• [Given entries]
———

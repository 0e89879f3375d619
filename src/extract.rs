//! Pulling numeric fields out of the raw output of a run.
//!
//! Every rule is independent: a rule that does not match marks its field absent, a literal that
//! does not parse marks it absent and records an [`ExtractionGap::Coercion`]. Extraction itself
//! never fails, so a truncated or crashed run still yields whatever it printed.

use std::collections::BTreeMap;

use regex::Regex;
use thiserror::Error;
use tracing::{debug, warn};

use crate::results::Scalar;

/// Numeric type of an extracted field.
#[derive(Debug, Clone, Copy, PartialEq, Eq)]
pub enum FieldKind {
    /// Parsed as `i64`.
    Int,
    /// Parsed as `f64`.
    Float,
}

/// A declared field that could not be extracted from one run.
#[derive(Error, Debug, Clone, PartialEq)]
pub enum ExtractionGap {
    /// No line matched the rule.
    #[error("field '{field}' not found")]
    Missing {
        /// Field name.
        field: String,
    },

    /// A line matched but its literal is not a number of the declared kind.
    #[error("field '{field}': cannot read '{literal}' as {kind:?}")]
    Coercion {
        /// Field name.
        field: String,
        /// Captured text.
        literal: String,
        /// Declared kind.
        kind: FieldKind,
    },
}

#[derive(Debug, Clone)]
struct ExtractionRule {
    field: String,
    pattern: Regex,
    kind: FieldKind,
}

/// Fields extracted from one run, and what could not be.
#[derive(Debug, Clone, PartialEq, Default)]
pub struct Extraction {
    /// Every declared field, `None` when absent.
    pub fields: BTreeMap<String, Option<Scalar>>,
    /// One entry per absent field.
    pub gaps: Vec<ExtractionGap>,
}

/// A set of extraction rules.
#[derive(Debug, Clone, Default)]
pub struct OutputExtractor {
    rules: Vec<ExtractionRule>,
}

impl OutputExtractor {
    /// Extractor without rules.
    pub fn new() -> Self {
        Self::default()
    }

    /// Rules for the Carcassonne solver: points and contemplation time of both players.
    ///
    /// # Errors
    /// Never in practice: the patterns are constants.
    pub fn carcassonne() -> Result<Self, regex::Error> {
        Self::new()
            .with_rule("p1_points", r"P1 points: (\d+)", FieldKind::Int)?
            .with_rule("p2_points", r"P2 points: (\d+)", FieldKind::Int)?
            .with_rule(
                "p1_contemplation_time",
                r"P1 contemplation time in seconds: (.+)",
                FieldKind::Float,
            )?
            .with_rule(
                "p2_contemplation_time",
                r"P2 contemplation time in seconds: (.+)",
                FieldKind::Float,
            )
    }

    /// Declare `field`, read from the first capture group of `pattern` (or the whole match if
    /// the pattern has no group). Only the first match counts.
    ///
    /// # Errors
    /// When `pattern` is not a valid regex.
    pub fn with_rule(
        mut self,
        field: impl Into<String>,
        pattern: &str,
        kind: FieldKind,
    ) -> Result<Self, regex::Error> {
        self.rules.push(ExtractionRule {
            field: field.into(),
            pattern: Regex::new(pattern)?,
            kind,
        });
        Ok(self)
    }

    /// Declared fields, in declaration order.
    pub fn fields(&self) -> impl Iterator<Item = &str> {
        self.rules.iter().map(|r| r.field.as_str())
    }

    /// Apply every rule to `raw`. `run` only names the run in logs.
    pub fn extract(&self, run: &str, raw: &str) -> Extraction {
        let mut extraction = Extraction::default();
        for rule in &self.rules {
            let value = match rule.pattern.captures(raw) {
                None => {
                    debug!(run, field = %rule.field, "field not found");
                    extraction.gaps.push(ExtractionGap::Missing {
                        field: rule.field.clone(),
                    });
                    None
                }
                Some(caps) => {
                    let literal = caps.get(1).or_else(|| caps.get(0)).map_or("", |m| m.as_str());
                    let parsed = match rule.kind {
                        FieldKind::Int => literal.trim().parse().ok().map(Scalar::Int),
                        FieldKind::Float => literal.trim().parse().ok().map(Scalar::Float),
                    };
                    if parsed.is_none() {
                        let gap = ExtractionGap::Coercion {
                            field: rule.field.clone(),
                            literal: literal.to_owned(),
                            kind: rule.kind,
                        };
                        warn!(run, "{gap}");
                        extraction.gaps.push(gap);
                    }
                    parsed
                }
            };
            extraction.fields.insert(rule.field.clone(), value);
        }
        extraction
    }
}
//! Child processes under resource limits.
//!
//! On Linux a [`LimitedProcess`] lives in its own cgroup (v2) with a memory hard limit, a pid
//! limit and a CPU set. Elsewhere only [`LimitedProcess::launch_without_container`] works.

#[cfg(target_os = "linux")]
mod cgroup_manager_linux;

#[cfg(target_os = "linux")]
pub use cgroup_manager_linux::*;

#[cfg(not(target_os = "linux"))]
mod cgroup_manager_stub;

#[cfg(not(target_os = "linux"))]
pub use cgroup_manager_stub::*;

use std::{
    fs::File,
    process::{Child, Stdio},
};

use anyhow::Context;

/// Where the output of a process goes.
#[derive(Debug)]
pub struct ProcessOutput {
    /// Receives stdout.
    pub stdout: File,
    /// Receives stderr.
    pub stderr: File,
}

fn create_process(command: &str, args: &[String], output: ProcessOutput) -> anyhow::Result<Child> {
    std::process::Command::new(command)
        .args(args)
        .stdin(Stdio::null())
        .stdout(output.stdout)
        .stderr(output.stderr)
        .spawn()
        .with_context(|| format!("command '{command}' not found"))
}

———

• [What you need to do]
Everything from the line containing "mod cgroup_manager_linux;" through the last line of the records must be given again exactly; leave out all other lines.

• [Solution to the problem]
mod cgroup_manager_linux;

#[cfg(target_os = "linux")]
pub use cgroup_manager_linux::*;

#[cfg(not(target_os = "linux"))]
mod cgroup_manager_stub;

#[cfg(not(target_os = "linux"))]
pub use cgroup_manager_stub::*;

use std::{
    fs::File,
    process::{Child, Stdio},
};

use anyhow::Context;

/// Where the output of a process goes.
#[derive(Debug)]
pub struct ProcessOutput {
    /// Receives stdout.
    pub stdout: File,
    /// Receives stderr.
    pub stderr: File,
}

fn create_process(command: &str, args: &[String], output: ProcessOutput) -> anyhow::Result<Child> {
    std::process::Command::new(command)
        .args(args)
        .stdin(Stdio::null())
        .stdout(output.stdout)
        .stderr(output.stderr)
        .spawn()
        .with_context(|| format!("command '{command}' not found"))
}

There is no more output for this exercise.